Rationalism is one of the words that have developed a slippery coating. In its purest sense, the construct of rationality is about how we gain knowledge, through deductive reasoning and the power of the mind.
Conjuring numbers
Of course, a priori knowledge of facts are a prerequisite for this kind of knowledge base to be formed and harnessed. It is in this context that when we look at real estate research reports for 2021, one variable jumps out - No one can seem to agree upon the number of units that have been delivered for the year.
Estimates abound from 17,000 homes to 36,000; what is astonishing in this regard is that the Dubai Land Department has already released this data in the public domain. It Is puzzling to see the narrative of oversupply still engulfing the landscape, when the price and rental rise has clearly put to bed the notion that any such oversupply would exist.

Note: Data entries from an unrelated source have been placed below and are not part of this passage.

//! Output path pattern formatter.
//!
//! Rendered paths are built from a template with `{token}` placeholders:
//!
//! | token | meaning |
//! |-------|---------|
//! | `z`, `x`, `y` | zoom / column / row as plain decimal |
//! | `ZZ..`, `XX..`, `YY..` | zero-padded to the repeat count |
//! | `t`, `n` | NW-corner latitude / longitude, 6 decimal places |
//! | `TT..`, `NN..` | leading digits of the absolute latitude / longitude, padded to the repeat count |
//! | `ext` | resolved tile extension, no leading dot |
//!
//! Tokens are classified by an ordered rule set: exact single-character
//! matches first, then uniform-repeat matches. Unknown tokens are rejected
//! at parse time, naming the bad token and the whole pattern.

use crate::coord::tile_corner_lonlat;
use crate::error::PatternError;

/// Default tile layout: `zoom/column/row.extension`.
pub const DEFAULT_PATTERN: &str = "{z}/{x}/{y}.{ext}";

// =============================================================================
// Token classification
// =============================================================================

#[derive(Debug, Clone, PartialEq, Eq)]
enum Token {
    Zoom,
    Column,
    Row,
    Latitude,
    Longitude,
    Extension,
    PaddedZoom(usize),
    PaddedColumn(usize),
    PaddedRow(usize),
    LatitudeDigits(usize),
    LongitudeDigits(usize),
}

fn is_repeat_of(token: &str, expected: char) -> bool {
    !token.is_empty() && token.chars().all(|ch| ch == expected)
}

/// Classify a placeholder body. First match wins: exact tokens are checked
/// before the uniform-repeat family so `z` can never shadow `ZZ`.
fn classify(token: &str) -> Option<Token> {
    let exact: &[(&str, Token)] = &[
        ("z", Token::Zoom),
        ("x", Token::Column),
        ("y", Token::Row),
        ("t", Token::Latitude),
        ("n", Token::Longitude),
        ("ext", Token::Extension),
    ];
    for (literal, kind) in exact {
        if token == *literal {
            return Some(kind.clone());
        }
    }

    let repeats: &[(char, fn(usize) -> Token)] = &[
        ('Z', Token::PaddedZoom),
        ('X', Token::PaddedColumn),
        ('Y', Token::PaddedRow),
        ('T', Token::LatitudeDigits),
        ('N', Token::LongitudeDigits),
    ];
    for (ch, make) in repeats {
        if is_repeat_of(token, *ch) {
            return Some(make(token.len()));
        }
    }

    None
}

// =============================================================================
// PathPattern
// =============================================================================

#[derive(Debug, Clone)]
enum Segment {
    Literal(String),
    Token(Token),
}

/// A parsed, validated path pattern.
///
/// Parsing happens once; [`render`](PathPattern::render) is then pure string
/// assembly per tile. Malformed or unknown placeholders fail at
/// construction, so pattern defects abort an operation before any tile is
/// written.
#[derive(Debug, Clone)]
pub struct PathPattern {
    pattern: String,
    segments: Vec<Segment>,
}

impl PathPattern {
    /// Parse a pattern string.
    ///
    /// # Errors
    ///
    /// - [`PatternError::UnclosedPlaceholder`] for a `{` with no `}`
    /// - [`PatternError::EmptyPlaceholder`] for `{}`
    /// - [`PatternError::UnknownPlaceholder`] for an unrecognized token
    pub fn parse(pattern: &str) -> Result<Self, PatternError> {
        let mut segments = Vec::new();
        let mut literal = String::new();
        let mut rest = pattern;

        while let Some(open) = rest.find('{') {
            literal.push_str(&rest[..open]);
            let after_open = &rest[open + 1..];
            let close = after_open
                .find('}')
                .ok_or_else(|| PatternError::UnclosedPlaceholder {
                    pattern: pattern.to_string(),
                })?;
            let token = &after_open[..close];
            if token.is_empty() {
                return Err(PatternError::EmptyPlaceholder {
                    pattern: pattern.to_string(),
                });
            }
            let kind = classify(token).ok_or_else(|| PatternError::UnknownPlaceholder {
                token: token.to_string(),
                pattern: pattern.to_string(),
            })?;

            if !literal.is_empty() {
                segments.push(Segment::Literal(std::mem::take(&mut literal)));
            }
            segments.push(Segment::Token(kind));
            rest = &after_open[close + 1..];
        }
        literal.push_str(rest);
        if !literal.is_empty() {
            segments.push(Segment::Literal(literal));
        }

        Ok(Self {
            pattern: pattern.to_string(),
            segments,
        })
    }

    /// The original pattern string.
    pub fn as_str(&self) -> &str {
        &self.pattern
    }

    /// Render the output path for one tile.
    ///
    /// `row` is the display (XYZ) row; corner latitude/longitude are
    /// derived from it on demand.
    pub fn render(&self, zoom: u8, column: u32, row: u32, extension: &str) -> String {
        let (lon, lat) = tile_corner_lonlat(zoom, column, row);

        let mut out = String::with_capacity(self.pattern.len() + 32);
        for segment in &self.segments {
            match segment {
                Segment::Literal(text) => out.push_str(text),
                Segment::Token(token) => match token {
                    Token::Zoom => out.push_str(&zoom.to_string()),
                    Token::Column => out.push_str(&column.to_string()),
                    Token::Row => out.push_str(&row.to_string()),
                    Token::Latitude => out.push_str(&format!("{lat:.6}")),
                    Token::Longitude => out.push_str(&format!("{lon:.6}")),
                    Token::Extension => out.push_str(extension),
                    Token::PaddedZoom(width) => out.push_str(&leading_digits(zoom as i64, *width)),
                    Token::PaddedColumn(width) => {
                        out.push_str(&leading_digits(column as i64, *width))
                    }
                    Token::PaddedRow(width) => out.push_str(&leading_digits(row as i64, *width)),
                    Token::LatitudeDigits(width) => {
                        out.push_str(&leading_digits(lat.abs().floor() as i64, *width))
                    }
                    Token::LongitudeDigits(width) => {
                        out.push_str(&leading_digits(lon.abs().floor() as i64, *width))
                    }
                },
            }
        }
        out
    }
}

/// Decimal digits of `value.abs()`, left-padded with zeros to `count` and
/// truncated to `count` when longer.
fn leading_digits(value: i64, count: usize) -> String {
    let mut digits = value.unsigned_abs().to_string();
    if digits.len() < count {
        digits = format!("{}{}", "0".repeat(count - digits.len()), digits);
    }
    digits.truncate(count);
    digits
}

// =============================================================================
// Tests
// =============================================================================
//! Sequential tile cursor over an MBTiles archive.
//!
//! The cursor snapshots the coordinate set of the `tiles` relation up front
//! (three integers per tile) and then pulls each blob on demand, so tile
//! data itself is never held for more than one tile at a time. This also
//! works for archives where `tiles` is a SQL view, which have no stable
//! rowid to page over.
//!
//! Per tile the cursor converts the stored TMS row to the display (XYZ)
//! convention and resolves the extension: the archive's declared `format`
//! metadata wins, otherwise the blob signature is sniffed.

use rusqlite::Connection;

use crate::coord;
use crate::error::{MbtilerError, StoreError};
use crate::format;

/// One tile streamed out of the store.
#[derive(Debug, Clone)]
pub struct Tile {
    pub zoom: u8,
    pub column: u32,
    /// Row in the display (XYZ) convention, counted from the north.
    pub row: u32,
    /// Row as persisted (TMS), counted from the south.
    pub row_store: u32,
    /// Encoded raster blob as stored.
    pub data: Vec<u8>,
    /// Normalized extension without a leading dot (`png`, `jpg`, ...).
    pub extension: String,
}

/// A one-shot scan over every tile in the archive.
///
/// Not safe for concurrent `next()` calls; create one cursor per scan.
/// Distinct cursors over the same read-only archive are independent.
pub struct TileCursor<'conn> {
    conn: &'conn Connection,
    coords: std::vec::IntoIter<(i64, i64, i64)>,
    metadata_extension: Option<String>,
}

impl<'conn> TileCursor<'conn> {
    pub(crate) fn new(
        conn: &'conn Connection,
        metadata_extension: Option<String>,
    ) -> Result<Self, StoreError> {
        let mut stmt = conn.prepare("SELECT zoom_level, tile_column, tile_row FROM tiles")?;
        let coords = stmt
            .query_map([], |row| {
                Ok((
                    row.get::<_, i64>(0)?,
                    row.get::<_, i64>(1)?,
                    row.get::<_, i64>(2)?,
                ))
            })?
            .collect::<Result<Vec<_>, _>>()?;

        Ok(Self {
            conn,
            coords: coords.into_iter(),
            metadata_extension,
        })
    }

    /// Number of tiles remaining in the scan.
    pub fn remaining(&self) -> usize {
        self.coords.len()
    }

    /// Fetch the next tile, or `None` when the scan is exhausted.
    ///
    /// # Errors
    ///
    /// A zoom level outside 0-62 or an out-of-range row fails the whole
    /// iteration (corrupt archive); store failures propagate as
    /// [`StoreError`].
    pub fn next(&mut self) -> Result<Option<Tile>, MbtilerError> {
        let Some((zoom_raw, column_raw, row_raw)) = self.coords.next() else {
            return Ok(None);
        };

        let zoom = coord::check_zoom(zoom_raw)?;
        let row_store = coord::check_row(row_raw, zoom)?;
        let row = coord::to_display_row(row_store, zoom)?;
        let column = coord::check_column(column_raw, zoom)?;

        let data: Vec<u8> = self
            .conn
            .query_row(
                "SELECT tile_data FROM tiles \
                 WHERE zoom_level = ?1 AND tile_column = ?2 AND tile_row = ?3",
                (zoom_raw, column_raw, row_raw),
                |r| r.get::<_, Option<Vec<u8>>>(0),
            )
            .map_err(StoreError::from)?
            .unwrap_or_default();

        let extension = match &self.metadata_extension {
            Some(ext) => ext.clone(),
            None => format::detect_extension(&data).to_string(),
        };

        Ok(Some(Tile {
            zoom,
            column,
            row,
            row_store,
            data,
            extension,
        }))
    }
}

Combine that with the Dubai Urban Plan of 2040 which calls for a near doubling of the population from current levels, and the picture that emerges is one of a need to rapidly urbanize even further. Middlemen who rely on data have been equally perplexed by this wide disparity of numbers. In some sense, their job has been made more challenging because of the erroneous figures that continue to emanate from the analyst community.
Go by the facts
The recent release of Ejari data for 2021 further buttresses the claim that industry watchers already knew; rents have risen for the most part across the board despite the headwinds of Covid, and these numbers fly in the face of the oversupply narrative.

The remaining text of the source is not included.